Task instructions -
Copy out the records again. Change nothing.

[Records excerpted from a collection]
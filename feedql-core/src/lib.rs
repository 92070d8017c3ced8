//! FeedQL Core
//!
//! Shared building blocks for the FeedQL query tiers: the operator tree that
//! compiled queries are lowered into, and the collaborator seams the
//! compilers call out to (execution-engine constructors, feed-id format
//! checks and diagnostic emission).

pub mod diagnostics;
pub mod feed_id;
pub mod operator;

// Re-exports
pub use diagnostics::{DiagnosticSink, TracingSink};
pub use feed_id::{FeedIdValidator, SigilFeedIdValidator, SsbFeedIdValidator};
pub use operator::{IrBuilder, OperatorBuilder, OperatorNode};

The answer -
filename feedql-core/src/lib.rs
repository 92070d8017c3ced8
//! FeedQL Core
//!
//! Shared building blocks for the FeedQL query tiers: the operator tree that
//! compiled queries are lowered into, and the collaborator seams the
//! compilers call out to (execution-engine constructors, feed-id format
//! checks and diagnostic emission).

pub mod diagnostics;
pub mod feed_id;
pub mod operator;

// Re-exports
pub use diagnostics::{DiagnosticSink, TracingSink};
pub use feed_id::{FeedIdValidator, SigilFeedIdValidator, SsbFeedIdValidator};
pub use operator::{IrBuilder, OperatorBuilder, OperatorNode};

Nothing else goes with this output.